CHAPTER FOUR
Making Goals SMART
Goals don’t work! That may be heresy for an industry that has at its core helping others set and achieve their goals. But it is true.
If you were flying from New York to Miami but landed in Chicago, it wouldn’t matter if you made it there on time and under budget. You would still be in the wrong city. When goal fulfillment is seen as an end in itself and not a means to an end, we eventually land in places that miss our overall objectives. This happens every day in businesses across the country and with coaching engagements that focus solely on goal fulfillment. That’s why goals, in and of themselves, don’t work, and why we need a better way to set them.
A BUSINESS CASE FOR BETTER GOALS
Goals don’t work for the following three reasons.

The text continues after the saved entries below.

//! "New content since watermark" computation.
//!
//! [`ContentDelta`] is the single definition of the delta relation
//! (`active && created_at >= watermark`). The scheduler uses it as a cheap
//! pre-check and [`ContentLister`] uses the same value when the engine asks
//! for the entries of an advertisement. The two calls happen at different
//! times, so the lister may observe a superset of what the pre-check counted.

use std::sync::Arc;

use ar_schemas::ContentRecord;
use async_trait::async_trait;
use chrono::{DateTime, Utc};
use tracing::debug;

use crate::context::ContextId;
use crate::engine::MultihashLister;
use crate::error::AnnounceError;
use crate::store::AnnounceStore;

pub type Multihash = cid::multihash::Multihash<64>;

// ---------------------------------------------------------------------------
// MultihashIter
// ---------------------------------------------------------------------------

/// Finite, single-pass sequence of multihashes in store order.
///
/// Query failures surface from the call that builds the iterator, so `None`
/// from [`next`](Iterator::next) always means end-of-sequence.
#[derive(Debug)]
pub struct MultihashIter {
    inner: std::vec::IntoIter<Multihash>,
}

impl MultihashIter {
    pub fn new(hashes: Vec<Multihash>) -> Self {
        Self {
            inner: hashes.into_iter(),
        }
    }

    pub fn from_records(records: &[ContentRecord]) -> Self {
        Self::new(records.iter().map(|r| r.cid.hash().to_owned()).collect())
    }
}

impl Iterator for MultihashIter {
    type Item = Multihash;

    fn next(&mut self) -> Option<Multihash> {
        self.inner.next()
    }

    fn size_hint(&self) -> (usize, Option<usize>) {
        self.inner.size_hint()
    }
}

impl ExactSizeIterator for MultihashIter {}

// ---------------------------------------------------------------------------
// ContentDelta
// ---------------------------------------------------------------------------

#[derive(Clone)]
pub struct ContentDelta {
    store: Arc<dyn AnnounceStore>,
}

impl ContentDelta {
    pub fn new(store: Arc<dyn AnnounceStore>) -> Self {
        Self { store }
    }

    pub async fn count(&self, watermark: DateTime<Utc>) -> Result<i64, AnnounceError> {
        self.store
            .count_active_content_since(watermark)
            .await
            .map_err(AnnounceError::store)
    }

    pub async fn has_delta(&self, watermark: DateTime<Utc>) -> Result<bool, AnnounceError> {
        Ok(self.count(watermark).await? > 0)
    }

    pub async fn enumerate(&self, watermark: DateTime<Utc>) -> Result<MultihashIter, AnnounceError> {
        let records = self
            .store
            .list_active_content_since(watermark)
            .await
            .map_err(AnnounceError::store)?;
        Ok(MultihashIter::from_records(&records))
    }
}

// ---------------------------------------------------------------------------
// ContentLister
// ---------------------------------------------------------------------------

/// Engine-facing lister: context id → front-end → delta since its watermark.
///
/// Read-only against the store; safe to run alongside a tick.
#[derive(Clone)]
pub struct ContentLister {
    store: Arc<dyn AnnounceStore>,
    delta: ContentDelta,
}

impl ContentLister {
    pub fn new(store: Arc<dyn AnnounceStore>) -> Self {
        let delta = ContentDelta::new(Arc::clone(&store));
        Self { store, delta }
    }
}

#[async_trait]
impl MultihashLister for ContentLister {
    async fn list(&self, context_id: &ContextId) -> Result<MultihashIter, AnnounceError> {
        let handle = context_id.to_handle()?;
        let front_end = self
            .store
            .get_front_end(handle)
            .await
            .map_err(AnnounceError::store)?
            .ok_or_else(|| AnnounceError::UnknownContext(handle.to_string()))?;

        let iter = self.delta.enumerate(front_end.last_advertisement).await?;
        debug!(handle, entries = iter.len(), "listed multihashes for advertisement");
        Ok(iter)
    }
}
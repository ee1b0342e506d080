//! Unused-key guard, secret-literal guard and secret resolution.
//!
//! # Invariants under test
//!
//! 1. A misspelled key is reported as unused; `Fail` turns it into an error.
//! 2. A literal private key anywhere in config aborts loading, and the
//!    error never echoes the value.
//! 3. `identity_key_env` empty → no key; set + present → key; set + absent →
//!    error naming the variable.

use ar_config::{
    load_layered_yaml_from_strings, report_unused_keys, resolve_secrets, AutoretrieveConfig,
    UnusedKeyPolicy, DEFAULT_YAML,
};

#[test]
fn typo_key_is_reported_unused() {
    let loaded = load_layered_yaml_from_strings(&[
        DEFAULT_YAML,
        "announce:\n  tick_intervall_secs: 5\n",
    ])
    .unwrap();

    let report = report_unused_keys(&loaded.config_json, UnusedKeyPolicy::Warn).unwrap();
    assert_eq!(
        report.unused_leaf_pointers,
        vec!["/announce/tick_intervall_secs".to_string()]
    );

    let err = report_unused_keys(&loaded.config_json, UnusedKeyPolicy::Fail).unwrap_err();
    assert!(err.to_string().contains("CONFIG_UNUSED_KEYS"));
}

#[test]
fn literal_private_key_is_rejected_and_redacted() {
    let key = "CAESQHJ1bm5pbmctb3V0LW9mLWlkZWFzLWZvci1mYWtlLWtleXM=";
    let overlay = format!("provider:\n  identity_key_env: \"{key}\"\n");
    let err = load_layered_yaml_from_strings(&[DEFAULT_YAML, &overlay]).unwrap_err();
    let msg = err.to_string();
    assert!(msg.contains("CONFIG_SECRET_DETECTED"));
    assert!(msg.contains("/provider/identity_key_env"));
    assert!(!msg.contains(key));
}

fn config_with_key_env(name: &str) -> AutoretrieveConfig {
    let overlay = format!("provider:\n  identity_key_env: \"{name}\"\n");
    let loaded = load_layered_yaml_from_strings(&[DEFAULT_YAML, &overlay]).unwrap();
    AutoretrieveConfig::from_loaded(&loaded).unwrap()
}

#[test]
fn empty_key_env_means_ephemeral_identity() {
    let loaded = load_layered_yaml_from_strings(&[DEFAULT_YAML]).unwrap();
    let cfg = AutoretrieveConfig::from_loaded(&loaded).unwrap();
    let secrets = resolve_secrets(&cfg).unwrap();
    assert!(secrets.provider_identity_key.is_none());
}

#[test]
fn configured_key_env_resolves_and_debug_redacts() {
    // unique name per test; env is process-global
    let var = "AR_TEST_SECRETS_PRESENT_KEY";
    std::env::set_var(var, "c29tZS1rZXk=");
    let secrets = resolve_secrets(&config_with_key_env(var)).unwrap();
    assert_eq!(secrets.provider_identity_key.as_deref(), Some("c29tZS1rZXk="));
    assert!(!format!("{secrets:?}").contains("c29tZS1rZXk="));
    std::env::remove_var(var);
}

#[test]
fn configured_but_missing_key_env_is_an_error_naming_the_var() {
    let var = "AR_TEST_SECRETS_ABSENT_KEY";
    std::env::remove_var(var);
    let err = resolve_secrets(&config_with_key_env(var)).unwrap_err();
    assert!(err.to_string().contains(var));
}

Goals by Themselves Do Not Provide Context
The Academy Award-winning movie, Bridge on the River Kwai, relates the true story of British soldiers in a World War II prisoner-of-war camp. Forced to work on a bridge spanning the Kwai Yai River in the jungles of Burma, the men apply their engineering brilliance designing and building the best bridge in Southeast Asia. Then, in a moment of realization, they understand they just gave the enemy a way to cross from Bangkok to Rangoon and provide supplies critical to winning the war. The movie ends with Allied forces destroying the bridge and their painstaking work.
Context is critical to goal setting. It is foolish to build a bridge—fulfill one’s goal—and lose the war. ...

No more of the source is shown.